*Aim of the exercise*:
Return the records exactly, from the first line through the "let signal_token = cancel.clone();" line.

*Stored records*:
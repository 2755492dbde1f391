use anyhow::Result;
use clap::Parser;
use tokio_util::sync::CancellationToken;
use tracing_subscriber::{layer::SubscriberExt, util::SubscriberInitExt};

mod cache;
mod cli;
mod config;
mod gaps;
mod models;
mod parser;
mod retry;
mod services;

use cli::Cli;
use config::AppConfig;

#[tokio::main]
async fn main() -> Result<()> {
    let cli = Cli::parse();

    // Initialize tracing. -v/-q adjust the default; RUST_LOG wins.
    let default_filter = if cli.verbose {
        "gapscan=debug"
    } else if cli.quiet {
        "gapscan=error"
    } else {
        "gapscan=info"
    };
    tracing_subscriber::registry()
        .with(
            tracing_subscriber::EnvFilter::try_from_default_env()
                .unwrap_or_else(|_| default_filter.into()),
        )
        .with(tracing_subscriber::fmt::layer().with_target(false))
        .init();

    // Load .env file if present
    dotenvy::dotenv().ok();

    let config = AppConfig::load();
    config.paths.log_paths();

    // Ctrl-C ends the scan gracefully; whatever was gathered so far is
    // still reported, flagged as partial.
    let cancel = CancellationToken::new();
    let signal_token = cancel.clone();
    tokio::spawn(async move {
        if tokio::signal::ctrl_c().await.is_ok() {
            tracing::warn!("Interrupt received, finishing current lookups...");
            signal_token.cancel();
        }
    });

    cli::run(cli, config, cancel).await
}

*Response to this task*:
repository 2755492dbde1f391
use anyhow::Result;
use clap::Parser;
use tokio_util::sync::CancellationToken;
use tracing_subscriber::{layer::SubscriberExt, util::SubscriberInitExt};

mod cache;
mod cli;
mod config;
mod gaps;
mod models;
mod parser;
mod retry;
mod services;

use cli::Cli;
use config::AppConfig;

#[tokio::main]
async fn main() -> Result<()> {
    let cli = Cli::parse();

    // Initialize tracing. -v/-q adjust the default; RUST_LOG wins.
    let default_filter = if cli.verbose {
        "gapscan=debug"
    } else if cli.quiet {
        "gapscan=error"
    } else {
        "gapscan=info"
    };
    tracing_subscriber::registry()
        .with(
            tracing_subscriber::EnvFilter::try_from_default_env()
                .unwrap_or_else(|_| default_filter.into()),
        )
        .with(tracing_subscriber::fmt::layer().with_target(false))
        .init();

    // Load .env file if present
    dotenvy::dotenv().ok();

    let config = AppConfig::load();
    config.paths.log_paths();

    // Ctrl-C ends the scan gracefully; whatever was gathered so far is
    // still reported, flagged as partial.
    let cancel = CancellationToken::new();
    let signal_token = cancel.clone();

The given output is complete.